What you will do: Note how many lines of the data below hold the word "AsRef", then give that number with no other text.

Stored items
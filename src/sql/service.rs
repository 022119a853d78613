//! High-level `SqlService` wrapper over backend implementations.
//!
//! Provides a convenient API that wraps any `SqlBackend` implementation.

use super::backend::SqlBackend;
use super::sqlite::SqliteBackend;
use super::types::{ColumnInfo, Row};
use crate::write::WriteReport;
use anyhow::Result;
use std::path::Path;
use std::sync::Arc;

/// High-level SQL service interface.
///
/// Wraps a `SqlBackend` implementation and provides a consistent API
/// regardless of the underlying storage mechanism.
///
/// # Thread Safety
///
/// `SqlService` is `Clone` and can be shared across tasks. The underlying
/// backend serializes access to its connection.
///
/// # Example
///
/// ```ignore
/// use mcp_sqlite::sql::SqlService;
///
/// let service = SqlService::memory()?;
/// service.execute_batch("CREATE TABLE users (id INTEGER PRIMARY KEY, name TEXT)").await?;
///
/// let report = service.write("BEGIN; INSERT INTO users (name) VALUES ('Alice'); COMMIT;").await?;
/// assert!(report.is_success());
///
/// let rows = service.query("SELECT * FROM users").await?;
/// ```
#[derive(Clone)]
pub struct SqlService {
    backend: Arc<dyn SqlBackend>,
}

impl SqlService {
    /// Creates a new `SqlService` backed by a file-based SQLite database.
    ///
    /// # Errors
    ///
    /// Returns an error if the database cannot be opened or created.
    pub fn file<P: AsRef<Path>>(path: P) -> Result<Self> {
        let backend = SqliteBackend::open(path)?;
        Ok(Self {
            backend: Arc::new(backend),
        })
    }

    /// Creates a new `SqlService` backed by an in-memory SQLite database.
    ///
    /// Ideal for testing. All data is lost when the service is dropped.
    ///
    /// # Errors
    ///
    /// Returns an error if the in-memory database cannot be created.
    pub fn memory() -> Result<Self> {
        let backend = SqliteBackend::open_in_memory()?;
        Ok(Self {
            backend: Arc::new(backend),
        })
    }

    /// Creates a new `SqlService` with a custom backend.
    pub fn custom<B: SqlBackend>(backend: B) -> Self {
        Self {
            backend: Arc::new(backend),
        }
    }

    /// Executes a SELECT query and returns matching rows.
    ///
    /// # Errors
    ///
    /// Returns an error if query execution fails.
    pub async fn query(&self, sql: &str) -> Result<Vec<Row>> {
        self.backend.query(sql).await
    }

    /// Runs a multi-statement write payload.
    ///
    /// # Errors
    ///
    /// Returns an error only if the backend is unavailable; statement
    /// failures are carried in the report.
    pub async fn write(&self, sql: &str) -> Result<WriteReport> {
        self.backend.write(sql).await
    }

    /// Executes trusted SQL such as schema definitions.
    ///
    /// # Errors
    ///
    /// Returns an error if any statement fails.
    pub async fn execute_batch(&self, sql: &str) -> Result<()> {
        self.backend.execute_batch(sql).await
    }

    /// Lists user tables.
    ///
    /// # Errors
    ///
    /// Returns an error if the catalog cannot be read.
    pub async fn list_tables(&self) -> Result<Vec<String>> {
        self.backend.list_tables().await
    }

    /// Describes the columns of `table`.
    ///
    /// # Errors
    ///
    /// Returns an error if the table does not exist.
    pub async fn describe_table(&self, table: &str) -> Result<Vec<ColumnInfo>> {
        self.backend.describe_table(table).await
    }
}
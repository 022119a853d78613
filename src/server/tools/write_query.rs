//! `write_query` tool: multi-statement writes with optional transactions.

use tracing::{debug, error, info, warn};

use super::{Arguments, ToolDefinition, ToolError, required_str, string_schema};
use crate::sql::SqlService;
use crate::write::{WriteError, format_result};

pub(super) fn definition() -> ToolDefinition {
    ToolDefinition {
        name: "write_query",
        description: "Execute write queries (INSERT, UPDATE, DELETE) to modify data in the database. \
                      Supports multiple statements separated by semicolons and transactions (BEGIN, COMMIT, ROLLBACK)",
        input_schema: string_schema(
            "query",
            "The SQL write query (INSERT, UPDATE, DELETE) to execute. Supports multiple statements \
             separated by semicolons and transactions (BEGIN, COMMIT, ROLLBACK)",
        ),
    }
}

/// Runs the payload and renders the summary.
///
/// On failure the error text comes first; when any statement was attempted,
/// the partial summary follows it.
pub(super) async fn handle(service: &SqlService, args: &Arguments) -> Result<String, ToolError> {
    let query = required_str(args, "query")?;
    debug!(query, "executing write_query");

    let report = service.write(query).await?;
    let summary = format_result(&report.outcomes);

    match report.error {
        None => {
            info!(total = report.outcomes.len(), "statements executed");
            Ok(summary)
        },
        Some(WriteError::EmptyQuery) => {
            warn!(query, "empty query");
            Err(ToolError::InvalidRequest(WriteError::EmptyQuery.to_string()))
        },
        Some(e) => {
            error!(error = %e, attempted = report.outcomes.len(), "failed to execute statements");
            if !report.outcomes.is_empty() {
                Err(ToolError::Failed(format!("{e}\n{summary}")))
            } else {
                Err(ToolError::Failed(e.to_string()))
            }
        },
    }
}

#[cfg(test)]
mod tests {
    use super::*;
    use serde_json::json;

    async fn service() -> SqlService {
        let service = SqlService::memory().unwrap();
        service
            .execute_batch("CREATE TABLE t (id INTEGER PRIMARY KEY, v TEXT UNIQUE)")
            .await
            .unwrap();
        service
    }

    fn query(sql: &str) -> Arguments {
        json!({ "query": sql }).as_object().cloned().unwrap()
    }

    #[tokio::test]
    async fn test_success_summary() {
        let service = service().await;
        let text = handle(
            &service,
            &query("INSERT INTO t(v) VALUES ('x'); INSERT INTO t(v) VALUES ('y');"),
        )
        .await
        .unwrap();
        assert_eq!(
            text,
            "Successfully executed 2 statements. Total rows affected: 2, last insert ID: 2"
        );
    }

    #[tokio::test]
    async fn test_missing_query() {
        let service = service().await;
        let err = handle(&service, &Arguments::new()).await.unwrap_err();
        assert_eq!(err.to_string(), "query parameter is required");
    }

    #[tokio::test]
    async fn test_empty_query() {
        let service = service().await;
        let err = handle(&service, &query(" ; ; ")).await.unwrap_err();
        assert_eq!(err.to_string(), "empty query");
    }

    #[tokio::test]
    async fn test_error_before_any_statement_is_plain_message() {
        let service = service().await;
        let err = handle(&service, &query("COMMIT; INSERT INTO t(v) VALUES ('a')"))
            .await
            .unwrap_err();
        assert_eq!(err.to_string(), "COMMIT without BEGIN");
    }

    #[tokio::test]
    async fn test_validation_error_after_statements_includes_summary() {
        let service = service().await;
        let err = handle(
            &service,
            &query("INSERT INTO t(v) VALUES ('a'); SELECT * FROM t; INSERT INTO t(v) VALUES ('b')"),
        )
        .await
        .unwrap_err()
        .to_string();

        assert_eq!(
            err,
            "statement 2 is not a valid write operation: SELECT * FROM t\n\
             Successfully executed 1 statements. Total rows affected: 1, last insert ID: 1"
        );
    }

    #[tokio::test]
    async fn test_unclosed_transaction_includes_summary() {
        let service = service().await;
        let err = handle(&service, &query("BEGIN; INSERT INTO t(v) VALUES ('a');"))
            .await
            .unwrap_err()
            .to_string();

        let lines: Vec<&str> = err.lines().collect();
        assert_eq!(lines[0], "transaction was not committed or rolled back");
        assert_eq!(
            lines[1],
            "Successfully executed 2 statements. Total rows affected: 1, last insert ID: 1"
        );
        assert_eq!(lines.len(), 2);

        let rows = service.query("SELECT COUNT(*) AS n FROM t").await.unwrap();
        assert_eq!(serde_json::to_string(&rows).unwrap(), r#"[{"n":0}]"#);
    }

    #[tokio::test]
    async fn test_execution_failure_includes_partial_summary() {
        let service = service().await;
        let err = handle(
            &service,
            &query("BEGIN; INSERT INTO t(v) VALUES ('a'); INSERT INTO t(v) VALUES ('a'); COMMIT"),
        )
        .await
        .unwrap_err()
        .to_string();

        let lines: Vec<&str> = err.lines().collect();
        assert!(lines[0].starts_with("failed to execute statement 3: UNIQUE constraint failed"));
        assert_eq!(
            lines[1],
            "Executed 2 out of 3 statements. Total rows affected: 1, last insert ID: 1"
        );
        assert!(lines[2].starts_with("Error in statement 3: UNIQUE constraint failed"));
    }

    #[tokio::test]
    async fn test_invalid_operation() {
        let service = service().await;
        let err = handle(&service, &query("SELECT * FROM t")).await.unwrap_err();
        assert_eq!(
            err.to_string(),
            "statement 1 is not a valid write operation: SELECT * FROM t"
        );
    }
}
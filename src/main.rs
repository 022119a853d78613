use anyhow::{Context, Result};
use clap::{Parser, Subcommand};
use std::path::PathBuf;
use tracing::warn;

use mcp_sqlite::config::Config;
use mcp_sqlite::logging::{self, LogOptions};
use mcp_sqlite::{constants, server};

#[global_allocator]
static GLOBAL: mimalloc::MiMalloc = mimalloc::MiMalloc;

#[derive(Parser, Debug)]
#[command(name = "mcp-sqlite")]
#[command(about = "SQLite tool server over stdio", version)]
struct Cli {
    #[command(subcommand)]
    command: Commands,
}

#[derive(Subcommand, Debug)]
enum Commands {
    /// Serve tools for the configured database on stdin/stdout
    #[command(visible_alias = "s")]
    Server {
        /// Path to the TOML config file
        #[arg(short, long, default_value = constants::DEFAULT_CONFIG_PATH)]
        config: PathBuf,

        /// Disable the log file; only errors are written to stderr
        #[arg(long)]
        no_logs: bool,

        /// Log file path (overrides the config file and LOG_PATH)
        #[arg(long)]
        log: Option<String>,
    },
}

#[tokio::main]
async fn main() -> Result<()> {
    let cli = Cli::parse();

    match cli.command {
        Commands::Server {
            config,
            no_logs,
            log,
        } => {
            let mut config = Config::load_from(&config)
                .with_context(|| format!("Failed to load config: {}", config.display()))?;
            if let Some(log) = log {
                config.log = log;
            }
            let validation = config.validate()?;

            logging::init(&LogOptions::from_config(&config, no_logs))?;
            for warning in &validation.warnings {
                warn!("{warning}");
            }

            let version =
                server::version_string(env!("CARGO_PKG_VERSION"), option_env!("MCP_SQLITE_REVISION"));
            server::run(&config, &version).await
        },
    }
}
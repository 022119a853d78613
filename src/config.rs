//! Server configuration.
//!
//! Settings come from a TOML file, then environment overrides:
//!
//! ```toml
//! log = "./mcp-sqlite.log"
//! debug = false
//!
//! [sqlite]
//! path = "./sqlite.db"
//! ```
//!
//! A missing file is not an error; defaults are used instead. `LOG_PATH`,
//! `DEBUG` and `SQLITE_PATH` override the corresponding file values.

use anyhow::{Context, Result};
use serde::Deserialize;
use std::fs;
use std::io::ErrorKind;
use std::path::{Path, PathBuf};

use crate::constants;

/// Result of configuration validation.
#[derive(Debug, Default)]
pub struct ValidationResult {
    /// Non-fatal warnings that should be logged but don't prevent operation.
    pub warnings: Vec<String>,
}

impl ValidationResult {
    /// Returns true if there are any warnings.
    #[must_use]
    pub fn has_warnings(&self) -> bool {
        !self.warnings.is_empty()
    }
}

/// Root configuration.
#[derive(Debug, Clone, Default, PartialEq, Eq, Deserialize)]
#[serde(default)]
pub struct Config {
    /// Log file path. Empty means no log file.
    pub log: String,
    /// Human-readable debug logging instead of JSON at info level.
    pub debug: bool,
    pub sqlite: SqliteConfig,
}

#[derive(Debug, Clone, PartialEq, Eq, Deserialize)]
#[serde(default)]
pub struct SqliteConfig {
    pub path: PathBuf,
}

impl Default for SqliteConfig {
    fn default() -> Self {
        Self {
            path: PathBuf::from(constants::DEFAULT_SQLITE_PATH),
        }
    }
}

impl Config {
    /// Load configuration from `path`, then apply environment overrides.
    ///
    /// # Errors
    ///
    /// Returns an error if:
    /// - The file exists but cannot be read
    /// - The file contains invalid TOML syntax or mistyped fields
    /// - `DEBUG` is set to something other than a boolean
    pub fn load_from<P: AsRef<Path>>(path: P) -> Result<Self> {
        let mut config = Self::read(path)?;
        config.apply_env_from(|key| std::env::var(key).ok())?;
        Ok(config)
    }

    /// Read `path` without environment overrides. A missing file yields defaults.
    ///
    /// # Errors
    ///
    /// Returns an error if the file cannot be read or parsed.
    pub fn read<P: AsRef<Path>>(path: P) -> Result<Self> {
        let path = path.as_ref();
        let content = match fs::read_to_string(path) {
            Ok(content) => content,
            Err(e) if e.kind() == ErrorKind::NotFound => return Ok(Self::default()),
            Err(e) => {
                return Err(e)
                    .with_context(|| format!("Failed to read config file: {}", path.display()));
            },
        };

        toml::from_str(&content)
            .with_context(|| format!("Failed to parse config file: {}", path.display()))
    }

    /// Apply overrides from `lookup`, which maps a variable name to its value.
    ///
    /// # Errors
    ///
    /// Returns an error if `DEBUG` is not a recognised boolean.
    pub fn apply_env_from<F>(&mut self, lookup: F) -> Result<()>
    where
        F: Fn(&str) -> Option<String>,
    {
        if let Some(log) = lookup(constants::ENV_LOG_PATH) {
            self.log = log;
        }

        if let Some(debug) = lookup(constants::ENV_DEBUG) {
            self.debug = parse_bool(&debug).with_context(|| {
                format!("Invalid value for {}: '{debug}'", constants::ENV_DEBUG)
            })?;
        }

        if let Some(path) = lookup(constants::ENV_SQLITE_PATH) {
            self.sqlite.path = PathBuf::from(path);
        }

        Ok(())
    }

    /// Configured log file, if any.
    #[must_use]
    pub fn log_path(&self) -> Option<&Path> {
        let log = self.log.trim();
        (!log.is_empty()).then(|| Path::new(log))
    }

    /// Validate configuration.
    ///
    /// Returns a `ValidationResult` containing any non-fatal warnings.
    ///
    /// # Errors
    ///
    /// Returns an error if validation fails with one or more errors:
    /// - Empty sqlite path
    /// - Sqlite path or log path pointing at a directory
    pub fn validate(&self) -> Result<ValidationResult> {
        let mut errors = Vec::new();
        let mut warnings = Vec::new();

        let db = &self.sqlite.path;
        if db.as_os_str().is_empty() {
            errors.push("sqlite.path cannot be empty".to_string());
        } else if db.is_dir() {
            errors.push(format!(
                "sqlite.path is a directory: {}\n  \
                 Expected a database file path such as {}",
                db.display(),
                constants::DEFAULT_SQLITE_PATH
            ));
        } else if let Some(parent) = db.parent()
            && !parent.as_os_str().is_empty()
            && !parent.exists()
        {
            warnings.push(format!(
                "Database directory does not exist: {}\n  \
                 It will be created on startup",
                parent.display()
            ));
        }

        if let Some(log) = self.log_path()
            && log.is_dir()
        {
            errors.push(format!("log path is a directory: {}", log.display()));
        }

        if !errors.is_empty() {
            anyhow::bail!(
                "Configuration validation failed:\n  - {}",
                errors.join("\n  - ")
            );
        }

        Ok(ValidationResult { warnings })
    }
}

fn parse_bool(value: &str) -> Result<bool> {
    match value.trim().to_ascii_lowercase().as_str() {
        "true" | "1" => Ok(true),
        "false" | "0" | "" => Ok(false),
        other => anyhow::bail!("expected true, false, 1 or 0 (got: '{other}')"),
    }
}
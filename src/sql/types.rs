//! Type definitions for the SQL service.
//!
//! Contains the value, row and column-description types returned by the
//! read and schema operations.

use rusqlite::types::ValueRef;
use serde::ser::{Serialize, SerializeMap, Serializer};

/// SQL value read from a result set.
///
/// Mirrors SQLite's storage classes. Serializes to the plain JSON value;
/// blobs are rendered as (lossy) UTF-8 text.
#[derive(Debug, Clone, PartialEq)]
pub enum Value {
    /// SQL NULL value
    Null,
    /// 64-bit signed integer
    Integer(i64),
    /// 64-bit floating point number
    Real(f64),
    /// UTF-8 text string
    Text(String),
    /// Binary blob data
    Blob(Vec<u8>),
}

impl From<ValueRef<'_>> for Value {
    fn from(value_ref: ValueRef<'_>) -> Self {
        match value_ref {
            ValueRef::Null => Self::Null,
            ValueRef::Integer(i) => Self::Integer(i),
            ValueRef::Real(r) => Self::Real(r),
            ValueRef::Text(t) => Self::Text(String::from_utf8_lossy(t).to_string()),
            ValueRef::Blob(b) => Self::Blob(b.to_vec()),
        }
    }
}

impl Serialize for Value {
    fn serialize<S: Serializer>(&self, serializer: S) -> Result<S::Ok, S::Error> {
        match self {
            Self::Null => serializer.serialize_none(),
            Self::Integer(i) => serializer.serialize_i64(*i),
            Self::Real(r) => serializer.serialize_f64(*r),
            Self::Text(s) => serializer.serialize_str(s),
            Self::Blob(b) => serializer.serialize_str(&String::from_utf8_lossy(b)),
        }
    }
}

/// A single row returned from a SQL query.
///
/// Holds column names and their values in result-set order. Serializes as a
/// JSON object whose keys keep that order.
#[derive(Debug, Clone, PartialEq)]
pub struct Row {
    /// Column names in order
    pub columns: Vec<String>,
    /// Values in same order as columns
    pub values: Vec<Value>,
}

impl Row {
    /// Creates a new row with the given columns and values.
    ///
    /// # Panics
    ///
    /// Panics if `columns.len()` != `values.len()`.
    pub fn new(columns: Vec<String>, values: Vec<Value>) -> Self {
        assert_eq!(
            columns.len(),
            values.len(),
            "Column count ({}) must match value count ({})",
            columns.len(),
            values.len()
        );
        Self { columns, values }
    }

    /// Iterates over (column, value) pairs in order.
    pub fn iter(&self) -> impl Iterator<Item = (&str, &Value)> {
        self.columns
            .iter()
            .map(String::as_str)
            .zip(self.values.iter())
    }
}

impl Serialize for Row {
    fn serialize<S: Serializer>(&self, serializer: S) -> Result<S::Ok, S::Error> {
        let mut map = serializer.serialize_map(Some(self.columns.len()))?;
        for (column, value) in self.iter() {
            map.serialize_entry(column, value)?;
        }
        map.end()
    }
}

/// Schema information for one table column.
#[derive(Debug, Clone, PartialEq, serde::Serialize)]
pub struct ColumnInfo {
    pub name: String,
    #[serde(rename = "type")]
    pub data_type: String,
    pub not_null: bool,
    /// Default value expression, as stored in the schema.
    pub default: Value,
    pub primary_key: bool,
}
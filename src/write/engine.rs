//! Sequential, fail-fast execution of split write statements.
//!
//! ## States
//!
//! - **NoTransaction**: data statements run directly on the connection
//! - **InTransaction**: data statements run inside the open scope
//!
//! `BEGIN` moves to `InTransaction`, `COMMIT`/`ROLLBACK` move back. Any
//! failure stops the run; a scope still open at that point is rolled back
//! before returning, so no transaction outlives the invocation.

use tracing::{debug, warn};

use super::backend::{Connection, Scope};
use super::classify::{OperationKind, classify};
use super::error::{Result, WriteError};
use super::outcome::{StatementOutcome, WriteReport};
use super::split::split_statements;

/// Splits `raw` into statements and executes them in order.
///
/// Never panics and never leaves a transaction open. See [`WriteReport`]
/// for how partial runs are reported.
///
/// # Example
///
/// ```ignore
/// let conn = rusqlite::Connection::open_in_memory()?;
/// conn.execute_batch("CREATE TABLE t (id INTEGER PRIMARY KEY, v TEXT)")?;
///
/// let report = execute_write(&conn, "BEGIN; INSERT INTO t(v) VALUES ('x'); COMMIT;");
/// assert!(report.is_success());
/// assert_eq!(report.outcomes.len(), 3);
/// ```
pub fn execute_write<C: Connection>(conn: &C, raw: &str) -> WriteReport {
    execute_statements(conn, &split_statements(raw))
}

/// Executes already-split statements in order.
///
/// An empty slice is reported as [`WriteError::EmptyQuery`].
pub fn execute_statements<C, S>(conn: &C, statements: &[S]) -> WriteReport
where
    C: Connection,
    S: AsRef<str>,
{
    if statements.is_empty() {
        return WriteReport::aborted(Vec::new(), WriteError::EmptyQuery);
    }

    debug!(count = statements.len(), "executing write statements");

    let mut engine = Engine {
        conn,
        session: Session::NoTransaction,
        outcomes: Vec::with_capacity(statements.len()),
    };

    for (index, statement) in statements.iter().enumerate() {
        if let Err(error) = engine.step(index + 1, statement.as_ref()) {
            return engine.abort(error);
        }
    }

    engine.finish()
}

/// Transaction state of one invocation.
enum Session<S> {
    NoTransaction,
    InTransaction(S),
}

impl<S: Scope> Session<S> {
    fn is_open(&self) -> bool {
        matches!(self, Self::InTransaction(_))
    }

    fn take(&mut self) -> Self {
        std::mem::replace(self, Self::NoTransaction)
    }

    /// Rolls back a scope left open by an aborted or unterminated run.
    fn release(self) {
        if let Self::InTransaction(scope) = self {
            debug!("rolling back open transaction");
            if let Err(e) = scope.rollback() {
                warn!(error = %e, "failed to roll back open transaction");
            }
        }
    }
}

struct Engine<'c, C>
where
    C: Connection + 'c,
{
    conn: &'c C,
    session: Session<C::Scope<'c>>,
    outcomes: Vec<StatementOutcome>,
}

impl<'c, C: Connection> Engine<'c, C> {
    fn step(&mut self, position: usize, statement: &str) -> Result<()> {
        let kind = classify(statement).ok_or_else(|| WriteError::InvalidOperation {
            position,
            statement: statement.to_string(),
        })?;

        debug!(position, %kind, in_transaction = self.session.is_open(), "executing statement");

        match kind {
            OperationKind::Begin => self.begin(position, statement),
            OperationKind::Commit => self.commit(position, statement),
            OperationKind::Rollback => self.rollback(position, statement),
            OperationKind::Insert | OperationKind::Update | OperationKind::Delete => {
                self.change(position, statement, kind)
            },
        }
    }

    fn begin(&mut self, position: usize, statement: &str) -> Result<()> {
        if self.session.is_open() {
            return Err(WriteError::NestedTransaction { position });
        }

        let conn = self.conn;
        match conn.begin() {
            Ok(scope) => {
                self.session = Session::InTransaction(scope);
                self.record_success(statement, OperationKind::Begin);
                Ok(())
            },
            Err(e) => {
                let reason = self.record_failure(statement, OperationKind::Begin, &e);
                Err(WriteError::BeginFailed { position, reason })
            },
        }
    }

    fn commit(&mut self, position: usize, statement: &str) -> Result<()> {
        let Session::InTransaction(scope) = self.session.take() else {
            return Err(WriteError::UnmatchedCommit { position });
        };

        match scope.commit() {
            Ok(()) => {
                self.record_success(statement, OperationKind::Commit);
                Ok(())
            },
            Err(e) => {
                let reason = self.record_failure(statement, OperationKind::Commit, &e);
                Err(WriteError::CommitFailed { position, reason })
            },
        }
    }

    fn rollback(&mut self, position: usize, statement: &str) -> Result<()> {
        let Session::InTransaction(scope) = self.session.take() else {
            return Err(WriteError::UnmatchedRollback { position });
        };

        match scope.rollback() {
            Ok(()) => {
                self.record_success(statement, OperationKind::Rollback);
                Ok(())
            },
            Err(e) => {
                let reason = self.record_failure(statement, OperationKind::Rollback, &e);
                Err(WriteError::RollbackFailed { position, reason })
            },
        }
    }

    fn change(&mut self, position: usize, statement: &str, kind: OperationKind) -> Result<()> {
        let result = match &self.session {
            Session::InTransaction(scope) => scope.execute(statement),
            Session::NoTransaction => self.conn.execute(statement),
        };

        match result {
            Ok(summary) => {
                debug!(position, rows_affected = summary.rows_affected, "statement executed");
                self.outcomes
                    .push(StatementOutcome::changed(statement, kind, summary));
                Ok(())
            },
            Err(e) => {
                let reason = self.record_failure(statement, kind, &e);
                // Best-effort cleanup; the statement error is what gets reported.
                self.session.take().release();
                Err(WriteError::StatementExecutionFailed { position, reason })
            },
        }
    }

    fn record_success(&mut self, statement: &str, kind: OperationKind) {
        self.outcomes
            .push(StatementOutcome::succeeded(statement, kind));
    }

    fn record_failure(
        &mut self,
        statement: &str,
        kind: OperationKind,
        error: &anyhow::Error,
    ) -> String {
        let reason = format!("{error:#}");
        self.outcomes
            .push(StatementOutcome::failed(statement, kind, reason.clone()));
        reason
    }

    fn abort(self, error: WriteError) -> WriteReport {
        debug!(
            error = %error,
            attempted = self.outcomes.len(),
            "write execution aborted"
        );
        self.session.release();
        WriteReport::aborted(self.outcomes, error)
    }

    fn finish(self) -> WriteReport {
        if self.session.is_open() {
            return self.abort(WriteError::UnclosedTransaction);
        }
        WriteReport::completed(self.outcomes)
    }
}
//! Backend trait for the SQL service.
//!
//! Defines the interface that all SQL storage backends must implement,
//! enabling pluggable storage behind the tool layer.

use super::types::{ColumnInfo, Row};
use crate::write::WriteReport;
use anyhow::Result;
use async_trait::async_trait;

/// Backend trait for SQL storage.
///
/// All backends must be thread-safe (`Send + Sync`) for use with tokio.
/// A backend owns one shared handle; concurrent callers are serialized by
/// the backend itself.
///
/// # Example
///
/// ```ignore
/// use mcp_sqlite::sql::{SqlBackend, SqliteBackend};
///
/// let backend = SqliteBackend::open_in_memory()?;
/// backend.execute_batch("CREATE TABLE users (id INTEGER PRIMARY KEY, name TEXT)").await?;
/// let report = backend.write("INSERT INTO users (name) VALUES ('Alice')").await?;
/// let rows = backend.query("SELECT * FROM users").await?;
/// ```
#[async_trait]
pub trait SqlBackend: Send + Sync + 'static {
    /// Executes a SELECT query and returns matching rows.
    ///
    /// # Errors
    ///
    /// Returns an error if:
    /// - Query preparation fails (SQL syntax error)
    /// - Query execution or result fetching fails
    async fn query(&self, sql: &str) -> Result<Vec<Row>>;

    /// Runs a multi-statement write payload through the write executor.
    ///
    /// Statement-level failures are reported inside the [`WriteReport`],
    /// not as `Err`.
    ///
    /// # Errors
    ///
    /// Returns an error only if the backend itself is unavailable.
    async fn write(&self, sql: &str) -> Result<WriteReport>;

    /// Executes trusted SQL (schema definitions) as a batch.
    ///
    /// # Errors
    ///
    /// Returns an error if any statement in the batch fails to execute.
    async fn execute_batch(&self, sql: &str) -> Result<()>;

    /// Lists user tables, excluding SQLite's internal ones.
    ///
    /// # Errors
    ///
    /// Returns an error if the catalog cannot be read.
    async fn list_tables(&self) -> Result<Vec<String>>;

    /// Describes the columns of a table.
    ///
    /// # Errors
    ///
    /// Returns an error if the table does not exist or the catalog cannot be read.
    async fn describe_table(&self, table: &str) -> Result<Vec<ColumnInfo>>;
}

Task solution: 4